En las ‘Cartas Persas’ (1721), Montesquieu adoptaba una fórmula narrativa eficaz: contar lo bueno y lo malo de su propio país, lo aceptable y lo inaceptable. Para ello, para enumerar el debe y el haber se valía de un extranjero, se servía de la observación de un extraño.
Alguien mira y ese que está escrutando –un persa de gira por París, por ejemplo— percibe lo que los parisinos por rutina no ven. Estamos tan habituados a lo propio que nuestro entorno nos parece obvio, familiar.
Precisamente, eso que llamamos nuestro entorno no es un mero soporte físico. Es sobre todo un espacio en el que hay normas y costumbres, reglas de conducta y hábitos. Vivir es eso principalmente: aprender claves, códigos de reconocimiento que han de valernos para distinguir el todo y las partes, un paisaje con figuras, un entero que juzgamos coherente.
En efecto, la cultura no es azarosa, pues todo está relacionado y es comparable. Lo que tenemos delante está sometido a gramáticas que sabemos o que no sabemos. Pero eso que llamamos cultura sólo es el modo expresivo y reglamentado de la vida propia: hay otras a las que sólo con dificultad y empeño accedemos.
Los otros, los que veo como extraños, me resultan diferentes e incluso indiferentes, con adhesiones o fidelidades que juzgo insólitas y hasta molestas. Son portadores de atributos y de rasgos que me desmienten, y mis cualidades o pertenencias, los desmienten a ellos.
Si me situaran en tierra extraña, esa migración me obligaría a hacer interpretaciones constantes de lo que veo, pues casi todo me desconcertaría. Por el contrario, es probable que ese a quien observo viva confortablemente consigo mismo o con aquellos que llama sus iguales, ciego a lo que le es distante o le desmiente…, salvo que un persa apareciera en los salones de París y su propia extrañeza le incomodase.
La novela de Montesquieu, las ‘Cartas Persas’ adopta el género epistolar, tan característico del siglo XVIII, un expediente narrativo que al autor le permite contar cosas sirviéndose de ese ojo escrutador. Todo lo ordinario es evidente hasta que nos tomamos en serio su observación detallada.
Entonces empieza a ser raro, artificial. Montesquieu se vale de ese ojo escrutador del persa, pero –por ser una novela epistolar– se sirve también del destinatario de las cartas, alejado del lugar de los hechos: en este caso, distanciado también culturalmente de lo que el persa andarín aprecia, distingue y ve.
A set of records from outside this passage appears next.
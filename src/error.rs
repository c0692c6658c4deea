use std::io;
use std::path::PathBuf;

use thiserror::Error;

use crate::domain::EnergyDomain;

pub type Result<T> = std::result::Result<T, Error>;

/// Everything that can end a measurement run
///
/// Each variant maps to a distinct process exit status via [`Error::exit_code`].
#[derive(Debug, Error)]
pub enum Error {
	/// The perf power PMU is not exposed by this kernel
	#[error("No perf_event rapl support found (requires Linux 3.14)")]
	NoInterface,

	/// Neither the perf power PMU nor the MSR driver can be used
	#[error("Unable to read RAPL counters: {0}")]
	NoCounterInterface(String),

	#[error("Permission denied opening {resource}; {hint}")]
	PermissionDenied { resource: String, hint: &'static str },

	#[error("No CPU {0}")]
	NoSuchCpu(usize),

	#[error("CPU {0} doesn't support MSRs")]
	NoMsrSupport(usize),

	#[error("{path}: {source}")]
	Io {
		path: PathBuf,
		#[source]
		source: io::Error,
	},

	#[error("{path}: short read at offset {offset:#x} ({got} of 8 bytes)")]
	ShortRead { path: PathBuf, offset: u64, got: usize },

	#[error("{path}: cannot parse {content:?}")]
	Parse { path: PathBuf, content: String },

	/// Every available domain failed to open
	#[error("No RAPL domain could be opened on CPU {0}")]
	NoDomains(usize),

	#[error("Failed to read {domain} counter: {source}")]
	CounterRead {
		domain: EnergyDomain,
		#[source]
		source: io::Error,
	},

	#[error("Measurement duration must be a positive number of seconds, got {0}")]
	InvalidDuration(f64),

	#[error("Measurement window elapsed {0} seconds")]
	DegenerateWindow(f64),

	#[error("Monotonic clock unavailable: {0}")]
	Clock(#[source] io::Error),
}

impl Error {
	pub(crate) fn io(path: impl Into<PathBuf>, source: io::Error) -> Self {
		Error::Io {
			path: path.into(),
			source,
		}
	}

	/// Process exit status for this failure
	pub fn exit_code(&self) -> i32 {
		match self {
			Error::NoSuchCpu(_) => 2,
			Error::NoMsrSupport(_) => 3,
			Error::InvalidDuration(_) => 64,
			Error::PermissionDenied { .. } => 126,
			Error::Io { .. } | Error::ShortRead { .. } | Error::Parse { .. } | Error::CounterRead { .. } => 127,
			Error::NoInterface
			| Error::NoCounterInterface(_)
			| Error::NoDomains(_)
			| Error::DegenerateWindow(_)
			| Error::Clock(_) => -1,
		}
	}
}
Si tienes que contar algo cuyo significado no te es evidente, si ese a quien relatas está fuera del escenario, entonces has de hacer un enorme esfuerzo para traducir lo que tu corresponsal no vislumbra.
Sobre esta base antropológica está concebido uno de los grandes éxitos cinematográficos de los últimos años: Borat (2006), de Sacha Baron Cohen, actor y director judío británico. Incluso aunque no la hayan visto, es probable que sepan de qué va.
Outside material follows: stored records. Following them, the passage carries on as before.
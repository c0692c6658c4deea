use std::fmt;
use std::fs;
use std::io::{self, Write};
use std::path::Path;

/// Intel family 6 models known to expose the full RAPL interface
#[derive(Debug, Clone, Copy, PartialEq, Eq)]
pub enum CpuModel {
	SandyBridge,
	SandyBridgeEp,
	IvyBridge,
	IvyBridgeEp,
	Haswell,
	HaswellEp,
	Broadwell,
}

impl CpuModel {
	/// Maps a family 6 model number onto a known generation
	pub fn from_model_number(model: u32) -> Option<Self> {
		match model {
			42 => Some(CpuModel::SandyBridge),
			45 => Some(CpuModel::SandyBridgeEp),
			58 => Some(CpuModel::IvyBridge),
			62 => Some(CpuModel::IvyBridgeEp),
			60 => Some(CpuModel::Haswell),
			63 => Some(CpuModel::HaswellEp),
			61 => Some(CpuModel::Broadwell),
			_ => None,
		}
	}

	/// Returns a human-readable name of the generation
	pub fn as_str(&self) -> &'static str {
		match self {
			CpuModel::SandyBridge => "Sandybridge",
			CpuModel::SandyBridgeEp => "Sandybridge-EP",
			CpuModel::IvyBridge => "Ivybridge",
			CpuModel::IvyBridgeEp => "Ivybridge-EP",
			CpuModel::Haswell => "Haswell",
			CpuModel::HaswellEp => "Haswell-EP",
			CpuModel::Broadwell => "Broadwell",
		}
	}

	/// Server parts whose DRAM domain ignores the unit register
	pub fn has_fixed_dram_unit(&self) -> bool {
		matches!(self, CpuModel::HaswellEp)
	}
}

/// Why a processor was not recognised
#[derive(Debug, Clone, PartialEq, Eq)]
pub enum Unsupported {
	/// The identification source could not be read
	NoCpuInfo,
	NotIntel(String),
	/// No `cpu family` line was found
	NoFamily,
	WrongFamily(u32),
	UnknownModel(Option<u32>),
}

impl fmt::Display for Unsupported {
	fn fmt(&self, f: &mut fmt::Formatter<'_>) -> fmt::Result {
		match self {
			Unsupported::NoCpuInfo => write!(f, "Unable to read CPU identification"),
			Unsupported::NotIntel(vendor) => write!(f, "{} not an Intel chip", vendor),
			Unsupported::NoFamily => write!(f, "CPU family not reported"),
			Unsupported::WrongFamily(family) => write!(f, "Wrong CPU family {}", family),
			Unsupported::UnknownModel(Some(model)) => write!(f, "Unsupported model {}", model),
			Unsupported::UnknownModel(None) => write!(f, "Unsupported model (not reported)"),
		}
	}
}

/// Detects the CPU generation by reading a cpuinfo-formatted file
///
/// Only the first occurrence of each key is considered; every processor
/// block of a single-socket system carries the same identification.
pub fn detect_cpu_model(cpuinfo_path: &Path) -> Result<CpuModel, Unsupported> {
	let cpuinfo = fs::read_to_string(cpuinfo_path).map_err(|_| Unsupported::NoCpuInfo)?;

	let mut vendor = None;
	let mut family = None;
	let mut model = None;

	for line in cpuinfo.lines() {
		let Some((key, value)) = line.split_once(':') else {
			continue;
		};
		let value = value.trim();

		// "model name" shares a prefix with "model", so match whole keys
		match key.trim() {
			"vendor_id" if vendor.is_none() => vendor = Some(value.to_string()),
			"cpu family" if family.is_none() => family = value.parse::<u32>().ok(),
			"model" if model.is_none() => model = value.parse::<u32>().ok(),
			_ => {},
		}

		if vendor.is_some() && family.is_some() && model.is_some() {
			break;
		}
	}

	let vendor = vendor.unwrap_or_default();
	if vendor != "GenuineIntel" {
		return Err(Unsupported::NotIntel(vendor));
	}

	match family {
		Some(6) => {},
		Some(other) => return Err(Unsupported::WrongFamily(other)),
		None => return Err(Unsupported::NoFamily),
	}

	model
		.and_then(CpuModel::from_model_number)
		.ok_or(Unsupported::UnknownModel(model))
}

/// Writes the detection outcome to a status stream
pub fn report_detection(detection: &Result<CpuModel, Unsupported>, out: &mut dyn Write) -> io::Result<()> {
	match detection {
		Ok(model) => writeln!(out, "Found {} CPU", model.as_str()),
		Err(reason) => writeln!(out, "{}", reason),
	}
}

#[cfg(test)]
mod tests {
	use super::*;

	fn cpuinfo(vendor: &str, family: u32, model: u32) -> String {
		let block = |id: u32| {
			format!(
				"processor\t: {id}\nvendor_id\t: {vendor}\ncpu family\t: {family}\nmodel\t\t: {model}\nmodel name\t: Intel(R) \
				 Core(TM) i7-4770 CPU @ 3.40GHz\nstepping\t: 3\n"
			)
		};
		format!("{}\n{}", block(0), block(1))
	}

	fn detect_from(content: &str) -> Result<CpuModel, Unsupported> {
		let dir = tempfile::tempdir().unwrap();
		let path = dir.path().join("cpuinfo");
		fs::write(&path, content).unwrap();
		detect_cpu_model(&path)
	}

	#[test]
	fn detects_haswell() {
		assert_eq!(detect_from(&cpuinfo("GenuineIntel", 6, 60)), Ok(CpuModel::Haswell));
	}

	#[test]
	fn model_name_line_does_not_shadow_model() {
		let content = "vendor_id\t: GenuineIntel\ncpu family\t: 6\nmodel name\t: Something 99\nmodel\t\t: 42\n";
		assert_eq!(detect_from(content), Ok(CpuModel::SandyBridge));
	}

	#[test]
	fn rejects_other_vendors() {
		assert_eq!(
			detect_from(&cpuinfo("AuthenticAMD", 23, 1)),
			Err(Unsupported::NotIntel("AuthenticAMD".into()))
		);
	}

	#[test]
	fn rejects_wrong_family() {
		assert_eq!(
			detect_from(&cpuinfo("GenuineIntel", 15, 60)),
			Err(Unsupported::WrongFamily(15))
		);
	}

	#[test]
	fn missing_family_is_reported_as_such() {
		let content = "vendor_id\t: GenuineIntel\nmodel\t\t: 60\n";
		assert_eq!(detect_from(content), Err(Unsupported::NoFamily));

		let mut out = Vec::new();
		report_detection(&Err(Unsupported::NoFamily), &mut out).unwrap();
		assert_eq!(String::from_utf8(out).unwrap(), "CPU family not reported\n");
	}

	#[test]
	fn rejects_unknown_model() {
		assert_eq!(
			detect_from(&cpuinfo("GenuineIntel", 6, 158)),
			Err(Unsupported::UnknownModel(Some(158)))
		);
	}

	#[test]
	fn missing_cpuinfo_is_unsupported() {
		let dir = tempfile::tempdir().unwrap();
		assert_eq!(
			detect_cpu_model(&dir.path().join("absent")),
			Err(Unsupported::NoCpuInfo)
		);
	}

	#[test]
	fn report_names_the_generation() {
		let mut out = Vec::new();
		report_detection(&Ok(CpuModel::IvyBridgeEp), &mut out).unwrap();
		assert_eq!(String::from_utf8(out).unwrap(), "Found Ivybridge-EP CPU\n");

		let mut out = Vec::new();
		report_detection(&Err(Unsupported::WrongFamily(15)), &mut out).unwrap();
		assert_eq!(String::from_utf8(out).unwrap(), "Wrong CPU family 15\n");
	}
}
Un periodista kazajo, Borat, es enviado a Estados Unidos con un productor y un cámara para filmar la vida norteamericana, para realizar un documental que ilustre a sus compatriotas sobre las ventajas y los progresos de los estadounidenses. Se supone que Kazajistán es un país muy atrasado y, por tanto, de la primera potencia mundial los corresponsales pueden extraer provechosas enseñanzas.
La idea es atinada y el humor que salta de las situaciones insólitas o de incomprensión suele ser desternillante. Borat, el personaje rústico y primitivo que interpreta Sacha Baron Cohen, es una invención, claro; pero los norteamericanos que aparecen en pantalla son gente que cree estar siendo grabada en un documental verdadero y, por tanto, sus contestaciones no tienen impostura.
Si el entrevistador, Borat, es machista, antisemita, xenófobo y… amante de los Estados Unidos es probable que saque lo peor de sus entrevistados: gente frecuentemente machista, antisemita y xenófoba. Hay, en efecto, secuencias delirantes. Como, por ejemplo, la de la armería.
¿Qué arma me recomendaría para matar a un judío?, pregunta Borat. Creo que una 9 milímetros bastaría, le responde el maestro armero. O como, por ejemplo, la secuencia de la reunión evangelista, con cánticos gospel y predicadores dementes que trastornan a los creyentes allí reunidos.
La cámara filma sin parar y Borat comenta una tras otra las circunstancias en las que se ve envuelto. He visto el film un par de veces. A pesar de que haya instantes en que me reí a mandíbula batiente, lo cierto es que la película me irrita en muchos de sus momentos: por su propio planteamiento maniqueo, bufo y exagerado, políticamente correcto.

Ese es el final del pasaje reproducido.